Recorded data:
┄┄┄┄┄┄┄┄┄┄

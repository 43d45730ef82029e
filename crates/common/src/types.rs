//! UUID-backed identifier newtypes.
//!
//! Wrapping each identifier in its own type prevents mixing up, say, a cart
//! id with an order id at a call site. Identifiers are assigned at
//! construction time rather than by a process-wide counter.

use serde::{Deserialize, Serialize};
use uuid::Uuid;

macro_rules! uuid_id {
    ($(#[$doc:meta])* $name:ident) => {
        $(#[$doc])*
        #[derive(Debug, Clone, Copy, PartialEq, Eq, Hash, Serialize, Deserialize)]
        #[serde(transparent)]
        pub struct $name(Uuid);

        impl $name {
            /// Creates a new random identifier.
            pub fn new() -> Self {
                Self(Uuid::new_v4())
            }

            /// Creates an identifier from an existing UUID.
            pub fn from_uuid(uuid: Uuid) -> Self {
                Self(uuid)
            }

            /// Returns the underlying UUID.
            pub fn as_uuid(&self) -> Uuid {
                self.0
            }
        }

        impl Default for $name {
            fn default() -> Self {
                Self::new()
            }
        }

        impl std::fmt::Display for $name {
            fn fmt(&self, f: &mut std::fmt::Formatter<'_>) -> std::fmt::Result {
                write!(f, "{}", self.0)
            }
        }

        impl From<Uuid> for $name {
            fn from(uuid: Uuid) -> Self {
                Self(uuid)
            }
        }

        impl From<$name> for Uuid {
            fn from(id: $name) -> Self {
                id.0
            }
        }
    };
}

uuid_id! {
    /// Unique identifier for a user.
    UserId
}

uuid_id! {
    /// Unique identifier for a cart.
    CartId
}

uuid_id! {
    /// Unique identifier for an order.
    OrderId
}

uuid_id! {
    /// Unique identifier for a product.
    ProductId
}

┄┄┄┄┄┄┄┄┄┄

- **What you are asked to do**: If a line in the entries holds the string "Deserialize", it belongs in the tally; state the tally alone.

- **Answer box**: 2